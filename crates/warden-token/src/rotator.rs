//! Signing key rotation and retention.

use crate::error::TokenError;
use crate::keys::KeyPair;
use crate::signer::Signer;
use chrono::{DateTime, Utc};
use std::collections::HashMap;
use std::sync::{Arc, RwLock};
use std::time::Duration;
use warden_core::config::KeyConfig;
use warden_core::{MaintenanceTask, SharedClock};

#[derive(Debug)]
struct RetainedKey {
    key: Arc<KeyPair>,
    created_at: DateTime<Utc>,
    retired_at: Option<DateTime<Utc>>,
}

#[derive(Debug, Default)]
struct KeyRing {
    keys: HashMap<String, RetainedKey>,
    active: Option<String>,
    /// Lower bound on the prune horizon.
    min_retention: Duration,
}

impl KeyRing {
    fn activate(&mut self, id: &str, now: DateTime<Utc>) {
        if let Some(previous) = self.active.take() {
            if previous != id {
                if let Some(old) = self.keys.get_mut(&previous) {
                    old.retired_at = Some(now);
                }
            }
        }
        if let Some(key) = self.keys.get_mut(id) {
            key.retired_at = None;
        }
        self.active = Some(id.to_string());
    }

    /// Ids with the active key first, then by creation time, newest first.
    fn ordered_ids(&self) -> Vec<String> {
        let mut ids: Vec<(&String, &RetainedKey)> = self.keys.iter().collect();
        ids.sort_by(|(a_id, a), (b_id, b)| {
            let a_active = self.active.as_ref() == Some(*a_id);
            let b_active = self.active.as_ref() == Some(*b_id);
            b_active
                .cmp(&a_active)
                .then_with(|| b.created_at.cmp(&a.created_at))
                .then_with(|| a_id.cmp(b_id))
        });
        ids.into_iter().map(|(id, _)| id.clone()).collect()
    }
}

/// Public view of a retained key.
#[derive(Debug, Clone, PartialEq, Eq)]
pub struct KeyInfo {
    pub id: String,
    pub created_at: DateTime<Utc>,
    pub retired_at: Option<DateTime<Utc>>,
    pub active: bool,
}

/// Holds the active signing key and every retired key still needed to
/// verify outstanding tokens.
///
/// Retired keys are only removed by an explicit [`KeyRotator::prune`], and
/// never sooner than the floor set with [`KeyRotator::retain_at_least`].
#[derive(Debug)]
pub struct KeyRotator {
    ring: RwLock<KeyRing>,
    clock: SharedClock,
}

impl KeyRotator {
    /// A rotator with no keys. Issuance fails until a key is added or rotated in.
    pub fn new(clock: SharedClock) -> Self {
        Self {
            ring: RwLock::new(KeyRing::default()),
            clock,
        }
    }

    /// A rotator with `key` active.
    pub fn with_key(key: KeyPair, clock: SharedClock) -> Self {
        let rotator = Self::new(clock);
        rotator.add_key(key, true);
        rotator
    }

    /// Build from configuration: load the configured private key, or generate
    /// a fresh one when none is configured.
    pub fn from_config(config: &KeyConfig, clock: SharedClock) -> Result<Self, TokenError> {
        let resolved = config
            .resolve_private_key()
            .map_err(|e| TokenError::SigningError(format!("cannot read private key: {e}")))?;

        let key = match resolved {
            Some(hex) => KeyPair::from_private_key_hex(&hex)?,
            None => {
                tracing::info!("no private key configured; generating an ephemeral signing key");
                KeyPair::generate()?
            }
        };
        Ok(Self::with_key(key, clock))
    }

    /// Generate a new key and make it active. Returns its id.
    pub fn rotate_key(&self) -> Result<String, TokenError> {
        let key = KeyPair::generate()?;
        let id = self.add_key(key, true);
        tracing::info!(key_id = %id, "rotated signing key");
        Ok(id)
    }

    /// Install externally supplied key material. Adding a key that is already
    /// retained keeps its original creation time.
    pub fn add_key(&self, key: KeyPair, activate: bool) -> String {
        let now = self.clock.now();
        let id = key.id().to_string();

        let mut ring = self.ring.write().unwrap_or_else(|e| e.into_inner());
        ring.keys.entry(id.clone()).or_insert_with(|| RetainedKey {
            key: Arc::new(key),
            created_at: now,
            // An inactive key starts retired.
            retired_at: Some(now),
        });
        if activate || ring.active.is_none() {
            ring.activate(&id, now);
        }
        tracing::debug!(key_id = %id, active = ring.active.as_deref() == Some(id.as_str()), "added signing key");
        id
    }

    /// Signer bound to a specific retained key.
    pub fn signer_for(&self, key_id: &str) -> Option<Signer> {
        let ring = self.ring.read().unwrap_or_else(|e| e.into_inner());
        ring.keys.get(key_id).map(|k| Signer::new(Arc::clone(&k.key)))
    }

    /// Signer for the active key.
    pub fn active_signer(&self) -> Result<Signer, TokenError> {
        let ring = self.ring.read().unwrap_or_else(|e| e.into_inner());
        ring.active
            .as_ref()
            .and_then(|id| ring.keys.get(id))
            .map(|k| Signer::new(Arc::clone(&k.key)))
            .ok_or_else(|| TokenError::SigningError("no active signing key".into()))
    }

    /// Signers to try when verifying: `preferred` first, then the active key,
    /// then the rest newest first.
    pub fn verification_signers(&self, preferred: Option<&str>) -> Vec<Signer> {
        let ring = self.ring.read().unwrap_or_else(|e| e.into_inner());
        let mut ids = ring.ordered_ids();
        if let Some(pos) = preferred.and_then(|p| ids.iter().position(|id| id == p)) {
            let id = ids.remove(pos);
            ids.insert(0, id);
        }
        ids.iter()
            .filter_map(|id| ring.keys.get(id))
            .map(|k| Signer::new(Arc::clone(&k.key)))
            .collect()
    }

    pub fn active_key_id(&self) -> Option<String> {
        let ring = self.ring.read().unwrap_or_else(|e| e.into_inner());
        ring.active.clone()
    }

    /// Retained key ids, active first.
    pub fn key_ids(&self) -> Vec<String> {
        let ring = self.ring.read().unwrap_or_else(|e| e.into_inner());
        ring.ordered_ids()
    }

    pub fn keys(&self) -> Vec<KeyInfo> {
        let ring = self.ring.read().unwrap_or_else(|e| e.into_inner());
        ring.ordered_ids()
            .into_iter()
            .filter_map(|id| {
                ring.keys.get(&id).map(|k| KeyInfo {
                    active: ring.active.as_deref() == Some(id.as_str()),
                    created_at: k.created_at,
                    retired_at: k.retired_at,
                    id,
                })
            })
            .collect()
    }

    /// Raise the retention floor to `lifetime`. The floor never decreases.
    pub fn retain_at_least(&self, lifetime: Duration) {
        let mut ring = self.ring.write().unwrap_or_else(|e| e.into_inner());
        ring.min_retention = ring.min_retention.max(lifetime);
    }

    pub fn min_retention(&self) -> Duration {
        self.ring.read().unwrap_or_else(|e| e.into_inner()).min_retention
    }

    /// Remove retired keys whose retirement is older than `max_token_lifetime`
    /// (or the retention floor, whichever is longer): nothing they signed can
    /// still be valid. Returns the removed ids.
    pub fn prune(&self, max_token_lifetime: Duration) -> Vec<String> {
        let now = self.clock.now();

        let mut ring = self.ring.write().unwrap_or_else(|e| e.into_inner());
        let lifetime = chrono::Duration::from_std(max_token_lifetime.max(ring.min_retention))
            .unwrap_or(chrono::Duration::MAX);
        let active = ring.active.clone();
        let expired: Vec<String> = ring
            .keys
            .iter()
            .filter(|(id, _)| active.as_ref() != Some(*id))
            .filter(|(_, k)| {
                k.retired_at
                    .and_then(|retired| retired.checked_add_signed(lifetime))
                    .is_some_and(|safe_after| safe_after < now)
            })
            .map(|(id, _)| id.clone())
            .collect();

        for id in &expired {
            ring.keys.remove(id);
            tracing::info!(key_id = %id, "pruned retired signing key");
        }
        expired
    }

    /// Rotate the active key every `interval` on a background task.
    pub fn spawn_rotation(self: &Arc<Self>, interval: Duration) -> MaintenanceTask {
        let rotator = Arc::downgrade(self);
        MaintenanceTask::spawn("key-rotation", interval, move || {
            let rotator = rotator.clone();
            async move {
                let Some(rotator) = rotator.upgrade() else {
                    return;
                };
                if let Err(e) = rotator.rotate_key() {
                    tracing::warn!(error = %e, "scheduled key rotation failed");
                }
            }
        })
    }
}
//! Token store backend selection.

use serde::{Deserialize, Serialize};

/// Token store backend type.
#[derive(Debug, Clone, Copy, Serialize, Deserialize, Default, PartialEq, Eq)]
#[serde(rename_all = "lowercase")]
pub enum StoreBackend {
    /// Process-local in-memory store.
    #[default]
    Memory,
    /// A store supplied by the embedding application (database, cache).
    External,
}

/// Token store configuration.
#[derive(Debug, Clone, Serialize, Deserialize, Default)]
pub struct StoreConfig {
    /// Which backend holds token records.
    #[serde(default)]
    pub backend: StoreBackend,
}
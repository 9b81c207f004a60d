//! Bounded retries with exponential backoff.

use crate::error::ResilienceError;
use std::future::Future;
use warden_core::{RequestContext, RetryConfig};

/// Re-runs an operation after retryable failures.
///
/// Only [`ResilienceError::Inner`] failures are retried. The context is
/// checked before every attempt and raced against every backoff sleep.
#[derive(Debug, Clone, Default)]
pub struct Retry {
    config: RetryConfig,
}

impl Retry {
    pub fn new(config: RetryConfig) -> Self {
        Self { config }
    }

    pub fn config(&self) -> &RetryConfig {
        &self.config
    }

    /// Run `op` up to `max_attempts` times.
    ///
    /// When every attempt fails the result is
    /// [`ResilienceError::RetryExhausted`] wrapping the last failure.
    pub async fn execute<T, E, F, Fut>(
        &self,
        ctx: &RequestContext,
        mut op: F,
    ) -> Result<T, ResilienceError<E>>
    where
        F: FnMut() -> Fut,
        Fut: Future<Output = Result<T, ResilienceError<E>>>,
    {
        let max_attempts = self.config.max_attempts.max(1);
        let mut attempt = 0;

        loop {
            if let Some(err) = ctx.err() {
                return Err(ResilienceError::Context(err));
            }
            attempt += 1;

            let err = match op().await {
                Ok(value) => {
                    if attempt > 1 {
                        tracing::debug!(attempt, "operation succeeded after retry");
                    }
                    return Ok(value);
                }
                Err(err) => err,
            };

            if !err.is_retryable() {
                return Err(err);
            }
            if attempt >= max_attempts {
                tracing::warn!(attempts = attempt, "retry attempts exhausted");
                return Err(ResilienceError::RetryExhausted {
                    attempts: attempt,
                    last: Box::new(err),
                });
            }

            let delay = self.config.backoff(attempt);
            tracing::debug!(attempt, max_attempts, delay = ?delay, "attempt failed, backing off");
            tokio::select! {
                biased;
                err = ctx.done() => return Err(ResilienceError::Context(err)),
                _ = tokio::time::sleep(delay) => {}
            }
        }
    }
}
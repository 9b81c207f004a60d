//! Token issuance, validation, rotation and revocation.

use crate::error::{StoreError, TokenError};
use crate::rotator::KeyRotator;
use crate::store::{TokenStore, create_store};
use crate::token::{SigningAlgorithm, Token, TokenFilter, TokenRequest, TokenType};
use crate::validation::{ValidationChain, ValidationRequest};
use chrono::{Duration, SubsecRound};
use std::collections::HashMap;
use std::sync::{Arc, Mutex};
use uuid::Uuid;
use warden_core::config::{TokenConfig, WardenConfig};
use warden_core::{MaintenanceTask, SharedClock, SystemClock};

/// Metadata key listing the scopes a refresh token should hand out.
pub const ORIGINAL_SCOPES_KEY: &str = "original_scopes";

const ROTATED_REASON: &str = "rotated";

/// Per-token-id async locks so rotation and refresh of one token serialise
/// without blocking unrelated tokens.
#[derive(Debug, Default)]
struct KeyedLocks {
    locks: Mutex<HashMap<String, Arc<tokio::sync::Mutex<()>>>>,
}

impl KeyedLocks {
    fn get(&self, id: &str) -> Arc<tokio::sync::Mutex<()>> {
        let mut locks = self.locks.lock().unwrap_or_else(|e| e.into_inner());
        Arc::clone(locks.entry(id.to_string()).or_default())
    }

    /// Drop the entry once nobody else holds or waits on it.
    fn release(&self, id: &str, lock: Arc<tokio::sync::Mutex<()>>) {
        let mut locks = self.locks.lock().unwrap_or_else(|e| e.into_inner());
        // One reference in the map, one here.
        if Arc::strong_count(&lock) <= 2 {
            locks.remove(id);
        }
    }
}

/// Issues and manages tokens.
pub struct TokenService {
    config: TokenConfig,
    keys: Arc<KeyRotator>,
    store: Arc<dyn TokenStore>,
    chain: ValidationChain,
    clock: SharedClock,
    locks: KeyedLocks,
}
■ ■ ■ ■
Task statement → Once you have checked every line of the material above, return the ones that hold the string "previous".

Response to the exercise →
        if let Some(previous) = self.active.take() {
            if previous != id {
                if let Some(old) = self.keys.get_mut(&previous) {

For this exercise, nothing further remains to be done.